End January I was suddenly in the mood for long-distance hiking. Don’t be afraid, my hiking boots are still gathering dust in the basement, and I didn’t suddenly change my mind about exercising. Instead, I went to the movies to see Wild, the adaptation of Cheryl Strayed’s memoir, and I picked this book up at the library.
I wasn’t blown away by any of those two. As much as we get to learn in perhaps too much details the reasons behind the hike in Strayed’s book, Büscher’ motivation is quite elusive. Strayed’s voyage is mainly a moral and spiritual one, one of self-discovery, of redemption and healing. Büscher has no such ambition. A German professional travel writer, he is used to long and lonely trips on foot (most notably from Berlin to Moscow) and walks for the sake of discovering new places. Both are courageous and enduring, both are rather candid in their story, both had lonely days and risky adventures and intense encounters.

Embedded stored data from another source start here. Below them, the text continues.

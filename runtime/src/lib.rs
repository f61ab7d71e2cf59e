//! # Composable Todo Runtime
//!
//! Runtime implementation for the Composable Todo architecture.
//!
//! This crate provides the Store runtime that coordinates reducer execution
//! and effect handling.
//!
//! ## Core Components
//!
//! - **Store**: The runtime that owns state and executes effects
//! - **Effect Executor**: Executes effect descriptions and feeds actions back to reducers
//!
//! ## Execution Model
//!
//! `send()` is synchronous with respect to state: when it returns, the
//! action has been reduced, every effect it produced has run (storage
//! writes included), and every action fed back by those effects has been
//! reduced too. Callers never observe a state whose commit is still pending.
//!
//! Concurrent `send()` calls are serialized: one call's reduction, writes
//! and feedback finish before the next call reduces anything, so the last
//! value written under a key always matches the state in memory.
//!
//! ## Example
//!
//! ```ignore
//! use composable_todo_runtime::Store;
//!
//! let store = Store::new(initial_state, my_reducer, environment);
//!
//! // Send an action
//! store.send(Action::DoSomething).await?;
//!
//! // Read state
//! let value = store.state(|s| s.some_field).await;
//! ```

use composable_todo_core::{effect::Effect, reducer::Reducer};
use std::collections::VecDeque;
use std::sync::atomic::{AtomicBool, Ordering};
use std::sync::Arc;
use tokio::sync::{Mutex, RwLock};

/// Error types for the Store runtime
pub mod error {
    use thiserror::Error;

    /// Errors that can occur during Store operations
    #[derive(Error, Debug, PartialEq, Eq)]
    pub enum StoreError {
        /// One or more effects failed and no reducer was told about it
        ///
        /// Effects whose failure maps to a feedback action are not reported
        /// here; the reducer handles those.
        #[error("Effect execution failed: {0}")]
        EffectFailed(String),

        /// Store is shutting down and not accepting new actions
        ///
        /// This error is returned when `send()` is called after `shutdown()`.
        #[error("Store is shutting down")]
        ShutdownInProgress,
    }
}

pub use error::StoreError;

/// Result of executing a single effect
enum Feedback<A> {
    /// An action to reduce next
    Action(A),
    /// A failure no action was produced for
    Unhandled(String),
}

/// Execute one effect and return what it feeds back.
fn execute_effect<A>(effect: Effect<A>) -> Option<Feedback<A>> {
    match effect {
        Effect::None => {
            tracing::trace!("Executing Effect::None (no-op)");
            None
        },
        Effect::Storage(op) => {
            let key = op.key().to_string();
            tracing::trace!(key = %key, "Executing Effect::Storage");
            metrics::counter!("store.storage.writes").increment(1);

            match op.execute() {
                Ok(action) => action.map(Feedback::Action),
                Err(Some(action)) => {
                    metrics::counter!("store.storage.failures").increment(1);
                    Some(Feedback::Action(action))
                },
                Err(None) => {
                    metrics::counter!("store.storage.failures").increment(1);
                    tracing::error!(key = %key, "Storage write failed with no error handler");
                    Some(Feedback::Unhandled(format!("storage write to '{key}' failed")))
                },
            }
        },
    }
}

/// Store module - The runtime for reducers
pub mod store {
    use super::{
        execute_effect, Arc, AtomicBool, Feedback, Mutex, Ordering, Reducer, RwLock, StoreError,
        VecDeque,
    };

    /// The Store - runtime coordinator for a reducer
    ///
    /// The Store manages:
    /// 1. State (behind `RwLock` so views can read while effects run)
    /// 2. Reducer (business logic)
    /// 3. Environment (injected dependencies)
    /// 4. Effect execution (with feedback loop)
    /// 5. Dispatch ordering (one `send` at a time)
    ///
    /// # Type Parameters
    ///
    /// - `S`: State type
    /// - `A`: Action type
    /// - `E`: Environment type
    /// - `R`: Reducer implementation
    pub struct Store<S, A, E, R>
    where
        R: Reducer<State = S, Action = A, Environment = E>,
    {
        state: Arc<RwLock<S>>,
        dispatch: Mutex<()>,
        reducer: R,
        environment: E,
        shutdown: Arc<AtomicBool>,
    }

    impl<S, A, E, R> Store<S, A, E, R>
    where
        R: Reducer<State = S, Action = A, Environment = E>,
        A: Send + std::fmt::Debug + 'static,
    {
        /// Create a new store with initial state, reducer, and environment
        #[must_use]
        pub fn new(initial_state: S, reducer: R, environment: E) -> Self {
            Self {
                state: Arc::new(RwLock::new(initial_state)),
                dispatch: Mutex::new(()),
                reducer,
                environment,
                shutdown: Arc::new(AtomicBool::new(false)),
            }
        }

        /// Send an action to the store
        ///
        /// 1. Waits for any other `send` to finish
        /// 2. Acquires write lock on state
        /// 3. Calls reducer with (state, action, environment)
        /// 4. Releases the state lock and executes returned effects
        /// 5. Reduces every action the effects fed back, in order
        ///
        /// Returns once the whole feedback chain is exhausted. The dispatch
        /// lock is held until then, so writes land in the same order as the
        /// transitions that produced them.
        ///
        /// # Errors
        ///
        /// - [`StoreError::ShutdownInProgress`] if the store is shutting down
        /// - [`StoreError::EffectFailed`] if an effect failed without producing
        ///   a feedback action (state changes are kept)
        ///
        /// # Panics
        ///
        /// If the reducer panics, the panic propagates to the caller.
        #[tracing::instrument(skip_all, name = "store_send")]
        pub async fn send(&self, action: A) -> Result<(), StoreError> {
            if self.shutdown.load(Ordering::Acquire) {
                tracing::warn!("Rejecting action, store is shutting down");
                return Err(StoreError::ShutdownInProgress);
            }

            let _dispatch = self.dispatch.lock().await;
            let mut queue = VecDeque::from([action]);
            let mut unhandled = Vec::new();

            while let Some(action) = queue.pop_front() {
                tracing::debug!(?action, "Reducing action");
                let effects = {
                    let mut state = self.state.write().await;
                    self.reducer.reduce(&mut state, action, &self.environment)
                };
                metrics::counter!("store.actions.processed").increment(1);

                for feedback in effects.into_iter().filter_map(execute_effect) {
                    match feedback {
                        Feedback::Action(next) => queue.push_back(next),
                        Feedback::Unhandled(reason) => unhandled.push(reason),
                    }
                }
            }

            if unhandled.is_empty() {
                Ok(())
            } else {
                Err(StoreError::EffectFailed(unhandled.join("; ")))
            }
        }

        /// Read the current state through a projection
        ///
        /// # Example
        ///
        /// ```ignore
        /// let count = store.state(|s| s.todos.len()).await;
        /// ```
        pub async fn state<F, T>(&self, f: F) -> T
        where
            F: FnOnce(&S) -> T,
        {
            let state = self.state.read().await;
            f(&*state)
        }

        /// Access the injected environment
        #[must_use]
        pub const fn environment(&self) -> &E {
            &self.environment
        }

        /// Stop accepting actions
        ///
        /// Effects run inside `send()`, so nothing is left pending once the
        /// flag is set; later `send()` calls fail with
        /// [`StoreError::ShutdownInProgress`].
        pub fn shutdown(&self) {
            tracing::info!("Store shutting down");
            self.shutdown.store(true, Ordering::Release);
        }

        /// Returns true once `shutdown()` has been called
        #[must_use]
        pub fn is_shutdown(&self) -> bool {
            self.shutdown.load(Ordering::Acquire)
        }
    }

    impl<S, A, E, R> std::fmt::Debug for Store<S, A, E, R>
    where
        R: Reducer<State = S, Action = A, Environment = E>,
    {
        fn fmt(&self, f: &mut std::fmt::Formatter<'_>) -> std::fmt::Result {
            f.debug_struct("Store")
                .field("shutdown", &self.shutdown.load(Ordering::Acquire))
                .finish_non_exhaustive()
        }
    }
}

pub use store::Store;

But both experiences were too intimate to really connect with me. They were walking for themselves, and they left me behind on the road.
Why did I pick this book at the library? The title was intriguing: Heartland, where on earth is that and what does it look like?
As much as I know by cultural impregnation of the East coast (New England and New York actually), the Pacific coast, Texas and Louisiana, I feel that I know next to nothing about the land in between those coasts. Actually, like most Europeans, I can’t really fathom a life spent so far away from any large body of water like ocean or sea. Or from any foreign country. The only thing about this place is the Little house in the Prairie which introduced me to the states of Wisconsin and Minnesota. Other than those, the one and only thing about Omaha, Nebraska I knew was that Danielle lives there, so it must be real. I’m not even sure I would put it on a map even if my life depended on it.
We follow Büscher along his 3500km trip from the Canadian border into North Dakota to the Mexican border out of Texas, mainly along Road 77 from Missouri to the Rio Grande. There aren’t much in terms of vistas and monuments. But there are a lot of interesting cultural references to Native Americans, and how Germans are fascinated by them since the 19th century. I had heard of Winnetou while in Germany, but I had no idea how deep this story ran.
I used to read a lot of travel writing back in my twenties when I had the opportunity to do some solo travel. My favorite writer is Nicolas Bouvier, a Swiss writer with a wonderful eye and a wonderful style who traveled the world in the 1950s. But now traveling is hardly something special. You have to do something really physically challenging, dangerous, or have other reasons behind your travel (as in Wild, but also Eat Pray Love) to be worthwhile. I wonder if blogs have ruined travel writing as a literary genre.
If you find me too blasé, perhaps it’s time I take a real hike myself?